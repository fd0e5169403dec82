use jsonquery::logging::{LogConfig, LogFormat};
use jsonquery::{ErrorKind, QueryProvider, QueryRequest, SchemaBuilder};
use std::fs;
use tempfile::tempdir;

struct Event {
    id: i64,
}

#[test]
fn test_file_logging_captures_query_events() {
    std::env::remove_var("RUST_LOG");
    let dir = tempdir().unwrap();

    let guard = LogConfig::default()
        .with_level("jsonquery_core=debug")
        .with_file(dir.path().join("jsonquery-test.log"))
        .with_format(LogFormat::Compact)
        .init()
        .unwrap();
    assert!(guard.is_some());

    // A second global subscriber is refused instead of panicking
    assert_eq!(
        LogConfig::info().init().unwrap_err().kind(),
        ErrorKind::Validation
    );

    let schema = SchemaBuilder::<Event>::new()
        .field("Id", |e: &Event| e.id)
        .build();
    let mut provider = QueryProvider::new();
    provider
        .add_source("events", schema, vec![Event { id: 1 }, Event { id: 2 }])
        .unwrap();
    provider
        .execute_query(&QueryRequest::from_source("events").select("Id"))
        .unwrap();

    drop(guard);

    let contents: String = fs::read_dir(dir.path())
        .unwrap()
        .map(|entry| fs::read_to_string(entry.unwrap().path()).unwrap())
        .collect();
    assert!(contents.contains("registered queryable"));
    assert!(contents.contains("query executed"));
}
|---|
Above are the records; retype every one exactly.

=== ANSWER BOX ===
repository fd0e5169403dec82
use jsonquery::logging::{LogConfig, LogFormat};
use jsonquery::{ErrorKind, QueryProvider, QueryRequest, SchemaBuilder};
use std::fs;
use tempfile::tempdir;

struct Event {
    id: i64,
}

#[test]
fn test_file_logging_captures_query_events() {
    std::env::remove_var("RUST_LOG");
    let dir = tempdir().unwrap();

    let guard = LogConfig::default()
        .with_level("jsonquery_core=debug")
        .with_file(dir.path().join("jsonquery-test.log"))
        .with_format(LogFormat::Compact)
        .init()
        .unwrap();
    assert!(guard.is_some());

    // A second global subscriber is refused instead of panicking
    assert_eq!(
        LogConfig::info().init().unwrap_err().kind(),
        ErrorKind::Validation
    );

    let schema = SchemaBuilder::<Event>::new()
        .field("Id", |e: &Event| e.id)
        .build();
    let mut provider = QueryProvider::new();
    provider
        .add_source("events", schema, vec![Event { id: 1 }, Event { id: 2 }])
        .unwrap();
    provider
        .execute_query(&QueryRequest::from_source("events").select("Id"))
        .unwrap();

    drop(guard);

    let contents: String = fs::read_dir(dir.path())
        .unwrap()
        .map(|entry| fs::read_to_string(entry.unwrap().path()).unwrap())
        .collect();
    assert!(contents.contains("registered queryable"));
    assert!(contents.contains("query executed"));
}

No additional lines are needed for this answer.